[Excerpts from a dataset]
────────────────────

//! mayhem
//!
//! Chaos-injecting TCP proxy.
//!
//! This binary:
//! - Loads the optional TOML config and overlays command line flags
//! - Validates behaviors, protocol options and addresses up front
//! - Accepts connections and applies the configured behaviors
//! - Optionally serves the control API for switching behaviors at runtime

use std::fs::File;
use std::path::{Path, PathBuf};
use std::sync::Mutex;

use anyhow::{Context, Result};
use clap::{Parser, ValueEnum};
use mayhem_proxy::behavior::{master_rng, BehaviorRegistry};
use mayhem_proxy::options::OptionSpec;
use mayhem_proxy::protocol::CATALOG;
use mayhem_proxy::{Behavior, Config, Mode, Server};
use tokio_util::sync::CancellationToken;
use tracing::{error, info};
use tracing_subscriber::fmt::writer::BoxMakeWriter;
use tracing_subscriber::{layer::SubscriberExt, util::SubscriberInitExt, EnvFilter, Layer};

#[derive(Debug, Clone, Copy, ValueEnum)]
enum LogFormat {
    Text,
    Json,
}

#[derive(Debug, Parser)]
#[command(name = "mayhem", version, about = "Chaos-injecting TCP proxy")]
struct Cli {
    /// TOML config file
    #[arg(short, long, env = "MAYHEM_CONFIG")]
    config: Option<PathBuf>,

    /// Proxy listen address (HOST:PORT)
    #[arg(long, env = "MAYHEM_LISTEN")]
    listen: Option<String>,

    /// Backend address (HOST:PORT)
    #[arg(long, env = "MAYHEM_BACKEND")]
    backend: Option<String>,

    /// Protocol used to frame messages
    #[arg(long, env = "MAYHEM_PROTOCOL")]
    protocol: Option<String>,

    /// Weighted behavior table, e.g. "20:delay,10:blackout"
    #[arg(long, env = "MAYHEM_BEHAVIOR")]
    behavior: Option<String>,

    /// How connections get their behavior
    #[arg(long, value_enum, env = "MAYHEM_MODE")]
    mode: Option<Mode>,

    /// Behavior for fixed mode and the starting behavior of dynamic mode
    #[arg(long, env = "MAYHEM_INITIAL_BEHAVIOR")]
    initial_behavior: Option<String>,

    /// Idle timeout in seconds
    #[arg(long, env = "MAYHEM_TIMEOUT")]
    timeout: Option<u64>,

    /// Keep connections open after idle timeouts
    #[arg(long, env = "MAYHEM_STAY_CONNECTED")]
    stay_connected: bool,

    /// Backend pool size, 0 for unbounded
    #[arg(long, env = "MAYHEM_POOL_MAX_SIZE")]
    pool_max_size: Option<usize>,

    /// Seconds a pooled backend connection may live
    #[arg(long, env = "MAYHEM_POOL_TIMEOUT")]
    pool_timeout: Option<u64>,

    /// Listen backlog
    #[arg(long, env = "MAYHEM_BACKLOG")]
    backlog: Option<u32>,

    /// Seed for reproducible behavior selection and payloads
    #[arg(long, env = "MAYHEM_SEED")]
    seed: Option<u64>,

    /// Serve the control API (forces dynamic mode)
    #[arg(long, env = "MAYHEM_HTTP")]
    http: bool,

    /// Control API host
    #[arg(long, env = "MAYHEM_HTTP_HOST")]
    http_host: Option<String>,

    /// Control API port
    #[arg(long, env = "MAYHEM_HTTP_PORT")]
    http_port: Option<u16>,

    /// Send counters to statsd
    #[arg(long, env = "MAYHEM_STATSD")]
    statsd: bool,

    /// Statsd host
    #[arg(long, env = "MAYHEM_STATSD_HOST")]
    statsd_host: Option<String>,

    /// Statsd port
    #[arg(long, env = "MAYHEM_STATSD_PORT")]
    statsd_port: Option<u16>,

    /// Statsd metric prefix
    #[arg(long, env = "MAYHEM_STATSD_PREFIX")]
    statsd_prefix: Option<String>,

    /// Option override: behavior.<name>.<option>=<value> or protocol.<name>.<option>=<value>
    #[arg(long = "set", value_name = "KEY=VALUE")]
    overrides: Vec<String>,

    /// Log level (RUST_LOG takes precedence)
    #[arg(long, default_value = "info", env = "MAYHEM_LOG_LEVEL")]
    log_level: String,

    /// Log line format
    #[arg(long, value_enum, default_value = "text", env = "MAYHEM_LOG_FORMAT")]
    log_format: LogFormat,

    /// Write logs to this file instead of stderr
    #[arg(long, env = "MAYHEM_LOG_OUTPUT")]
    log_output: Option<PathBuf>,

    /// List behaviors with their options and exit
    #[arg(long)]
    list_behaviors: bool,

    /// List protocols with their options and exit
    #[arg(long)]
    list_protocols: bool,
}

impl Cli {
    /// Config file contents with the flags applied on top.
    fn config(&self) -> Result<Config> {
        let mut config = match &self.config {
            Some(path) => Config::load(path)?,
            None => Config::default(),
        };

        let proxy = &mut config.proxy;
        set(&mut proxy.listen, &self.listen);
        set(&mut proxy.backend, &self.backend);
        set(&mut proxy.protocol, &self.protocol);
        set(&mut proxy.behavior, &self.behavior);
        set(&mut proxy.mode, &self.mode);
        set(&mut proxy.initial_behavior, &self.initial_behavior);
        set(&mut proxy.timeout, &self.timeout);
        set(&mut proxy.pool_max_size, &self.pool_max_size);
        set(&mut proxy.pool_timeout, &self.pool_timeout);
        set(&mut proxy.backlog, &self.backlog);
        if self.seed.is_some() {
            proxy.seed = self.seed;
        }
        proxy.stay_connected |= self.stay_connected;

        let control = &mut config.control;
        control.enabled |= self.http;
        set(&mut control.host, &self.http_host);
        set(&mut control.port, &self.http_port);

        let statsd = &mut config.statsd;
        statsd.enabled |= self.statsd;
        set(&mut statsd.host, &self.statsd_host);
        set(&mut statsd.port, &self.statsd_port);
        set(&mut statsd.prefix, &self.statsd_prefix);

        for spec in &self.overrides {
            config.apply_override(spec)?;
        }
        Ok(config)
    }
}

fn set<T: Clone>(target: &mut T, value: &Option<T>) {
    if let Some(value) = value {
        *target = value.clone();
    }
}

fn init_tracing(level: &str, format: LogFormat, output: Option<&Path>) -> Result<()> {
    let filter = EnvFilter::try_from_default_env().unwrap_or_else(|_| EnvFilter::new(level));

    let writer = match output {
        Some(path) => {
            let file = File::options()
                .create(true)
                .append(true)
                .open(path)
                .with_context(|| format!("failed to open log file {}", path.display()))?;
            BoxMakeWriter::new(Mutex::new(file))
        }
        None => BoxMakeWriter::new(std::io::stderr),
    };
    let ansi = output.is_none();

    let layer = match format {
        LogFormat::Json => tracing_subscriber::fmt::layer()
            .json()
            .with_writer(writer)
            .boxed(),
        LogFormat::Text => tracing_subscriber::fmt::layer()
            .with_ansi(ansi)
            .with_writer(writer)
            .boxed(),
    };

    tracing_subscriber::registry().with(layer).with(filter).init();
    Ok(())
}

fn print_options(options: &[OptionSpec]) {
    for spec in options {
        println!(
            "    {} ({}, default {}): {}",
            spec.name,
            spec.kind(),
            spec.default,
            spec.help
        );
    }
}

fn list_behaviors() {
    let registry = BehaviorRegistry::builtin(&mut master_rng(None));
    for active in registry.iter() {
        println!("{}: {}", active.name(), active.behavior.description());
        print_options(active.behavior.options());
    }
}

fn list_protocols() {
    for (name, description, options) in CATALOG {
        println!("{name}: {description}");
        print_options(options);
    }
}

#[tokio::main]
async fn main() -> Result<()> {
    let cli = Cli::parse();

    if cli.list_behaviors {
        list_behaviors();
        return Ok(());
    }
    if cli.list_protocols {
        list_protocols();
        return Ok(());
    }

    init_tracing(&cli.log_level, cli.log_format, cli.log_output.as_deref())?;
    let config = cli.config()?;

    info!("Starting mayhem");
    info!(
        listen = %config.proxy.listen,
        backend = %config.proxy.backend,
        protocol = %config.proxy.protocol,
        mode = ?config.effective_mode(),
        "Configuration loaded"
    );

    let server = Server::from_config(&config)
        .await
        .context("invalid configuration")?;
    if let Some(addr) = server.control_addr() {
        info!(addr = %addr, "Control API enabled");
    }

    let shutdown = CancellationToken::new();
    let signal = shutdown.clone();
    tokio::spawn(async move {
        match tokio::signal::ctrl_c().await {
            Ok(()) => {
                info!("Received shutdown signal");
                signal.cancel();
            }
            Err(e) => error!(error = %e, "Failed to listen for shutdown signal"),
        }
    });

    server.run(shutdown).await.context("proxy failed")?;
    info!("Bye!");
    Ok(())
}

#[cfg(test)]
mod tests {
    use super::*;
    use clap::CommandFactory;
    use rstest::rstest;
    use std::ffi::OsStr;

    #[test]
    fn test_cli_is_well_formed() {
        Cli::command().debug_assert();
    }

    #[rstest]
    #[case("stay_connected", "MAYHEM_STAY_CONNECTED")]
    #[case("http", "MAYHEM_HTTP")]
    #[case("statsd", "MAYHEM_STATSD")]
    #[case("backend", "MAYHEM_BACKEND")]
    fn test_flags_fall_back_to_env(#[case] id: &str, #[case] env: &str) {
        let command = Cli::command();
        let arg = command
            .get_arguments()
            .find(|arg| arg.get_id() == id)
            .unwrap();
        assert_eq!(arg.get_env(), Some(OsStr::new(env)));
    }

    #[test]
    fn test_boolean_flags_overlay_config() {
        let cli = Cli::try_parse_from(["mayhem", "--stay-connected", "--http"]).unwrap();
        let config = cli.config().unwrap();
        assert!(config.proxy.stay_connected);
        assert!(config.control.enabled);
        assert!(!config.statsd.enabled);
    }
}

────────────────────

▶ _Problem details_: Once a line of the records is found to contain "ValueEnum", copy it out.

▶ _Exercise answer_:
use clap::{Parser, ValueEnum};
#[derive(Debug, Clone, Copy, ValueEnum)]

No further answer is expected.